Member of Parliament for Pontefract
- In office 1851–1852
- Preceded by: Richard Monckton Milnes Samuel Martin
- Succeeded by: Richard Monckton Milnes Benjamin Oliveira

Personal details
- Born: 2 April 1818 Escrick, Yorkshire, England
- Died: 6 November 1880 (aged 62)
- Spouse: Lady Elizabeth Grosvenor
- Children: 8
- Parents: Paul Thompson (father); Caroline Neville (mother);
- Relatives: Francis Charles Lawley (brother) Jane Lawley (sister) Richard Lawley (son) Algernon Lawley (son) Arthur Lawley (son) Beilby Lawley (son)
- Allegiance: United Kingdom
- Branch: British Army
- Rank: Colonel
- Unit: Yorkshire Hussars

= Beilby Lawley, 2nd Baron Wenlock =

English nobleman (1818-1880)

Beilby Richard Lawley, 2nd Baron Wenlock (2 April 1818 – 6 November 1880) was an English nobleman, eldest son of Paul Thompson, 1st Baron Wenlock and 8th Baronet. He succeeded as 2nd Baron and 9th Baronet and to the family estate at Escrick, Yorkshire on the death of his father in 1852.

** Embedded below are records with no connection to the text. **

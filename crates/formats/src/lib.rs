//! File format readers and writers for dataset cleaning
//!
//! This crate reads CSV datasets (plain or gzip-compressed) into memory,
//! classifies every cell, and writes datasets back out unchanged apart from
//! row membership and order.

pub mod csv_reader;
pub mod csv_writer;
pub mod dataset;
pub mod error;
pub mod reader;
pub mod record;

pub use csv_reader::{CsvConfig, CsvReader};
pub use csv_writer::{write_dataset, write_dataset_to, CsvWriter};
pub use dataset::Dataset;
pub use error::{Error, Result};
pub use reader::{open_dataset, read_dataset, read_dataset_from, DatasetFormat, DatasetReader};
pub use record::{Cell, NaValues, Record, DEFAULT_NA_VALUES};
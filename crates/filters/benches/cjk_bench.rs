use criterion::{black_box, criterion_group, criterion_main, Criterion, Throughput};
use tabclean_filters::{contains_chinese_text, is_cjk_char, ChineseFilter, ChineseFilterConfig};
use tabclean_formats::{Dataset, NaValues, Record};

fn bench_detection(c: &mut Criterion) {
    let mut group = c.benchmark_group("cjk_detection");

    let sample_texts = vec![
        "Phone Case for iPhone 15 Pro Max, shockproof, clear",
        "苹果手机 保护壳 透明 防摔",
        "USB-C Cable 1m - fast charging 60W",
        "Mixed listing: Wireless Earbuds 无线耳机",
        "Điện thoại di động chính hãng",
        "", // Empty cell
    ];

    group.throughput(Throughput::Elements(sample_texts.len() as u64));
    group.bench_function("regex", |b| {
        b.iter(|| {
            for text in &sample_texts {
                black_box(contains_chinese_text(text));
            }
        });
    });

    group.bench_function("per_char", |b| {
        b.iter(|| {
            for text in &sample_texts {
                black_box(text.chars().any(is_cjk_char));
            }
        });
    });

    group.finish();
}

fn bench_throughput(c: &mut Criterion) {
    let mut group = c.benchmark_group("throughput");

    // 1000 product titles, one in ten with Chinese text at the end
    let titles: Vec<String> = (0..1000)
        .map(|i| {
            if i % 10 == 0 {
                format!("Product {} with a long English description 商品", i)
            } else {
                format!("Product {} with a long English description and price {}", i, i * 100)
            }
        })
        .collect();

    group.throughput(Throughput::Elements(titles.len() as u64));
    group.bench_function("1000_titles", |b| {
        b.iter(|| {
            titles
                .iter()
                .filter(|t| contains_chinese_text(black_box(t)))
                .count()
        });
    });

    group.finish();
}

fn bench_filter_apply(c: &mut Criterion) {
    let mut group = c.benchmark_group("filter_apply");

    let na = NaValues::default();
    let headers: Vec<String> = ["title", "description", "price"]
        .iter()
        .map(|s| s.to_string())
        .collect();
    let records: Vec<Record> = (0..1000)
        .map(|i| {
            let description = if i % 10 == 0 {
                "Wireless earbuds 无线耳机".to_string()
            } else {
                format!("Wireless earbuds, model {}", i)
            };
            let price = if i % 7 == 0 { "NaN".to_string() } else { i.to_string() };
            Record::from_raw(
                [format!("Product {}", i), description, price],
                &na,
                i as u64 + 2,
            )
        })
        .collect();
    let dataset = Dataset::new(headers.clone(), records);
    let filter = ChineseFilter::new(&ChineseFilterConfig::all_columns(), &headers).unwrap();

    group.throughput(Throughput::Elements(dataset.len() as u64));
    group.bench_function("1000_records", |b| {
        b.iter(|| black_box(filter.apply(dataset.clone())).len());
    });

    group.finish();
}

criterion_group!(benches, bench_detection, bench_throughput, bench_filter_apply);
criterion_main!(benches);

He served in the Yorkshire Hussars latterly as Colonel, was Member of Parliament for Pontefract 1851–1852 and was Lord Lieutenant of the East Riding of Yorkshire 1864–1880.

He married Lady Elizabeth Grosvenor, daughter of Richard Grosvenor, 2nd Marquess of Westminster, and had eight children, including four sons who each in turn succeeded to the titles. Among his children were:
- Hon. Caroline Elizabeth Lawley (1848 – 13 July 1934), married Lt.-Col. Caryl Molyneaux (d. 1912), son of Charles Molyneux, 3rd Earl of Sefton and had issue
- Hon. Alethea Jane Lawley (1851 1929), historian, married the Italian musicologist and composer Taddeo Wiel (1849–1920)
- Beilby Lawley, 3rd Baron Wenlock (1849–1912)
- Hon. Constance Mary Lawley (1854 – 4 May 1951), married first on 19 June 1877 Captain Eustace Vesey (d. 1886), son of Thomas Vesey, 3rd Viscount de Vesci and had issue, married second on 7 July 1892 Edward Portman (d. 1911), son of Henry Portman, 2nd Viscount Portman
- Richard Lawley, 4th Baron Wenlock (1856–1918)
- Rev. Algernon Lawley, 5th Baron Wenlock (1857–1931)
- Arthur Lawley, 6th Baron Wenlock (1860–1932)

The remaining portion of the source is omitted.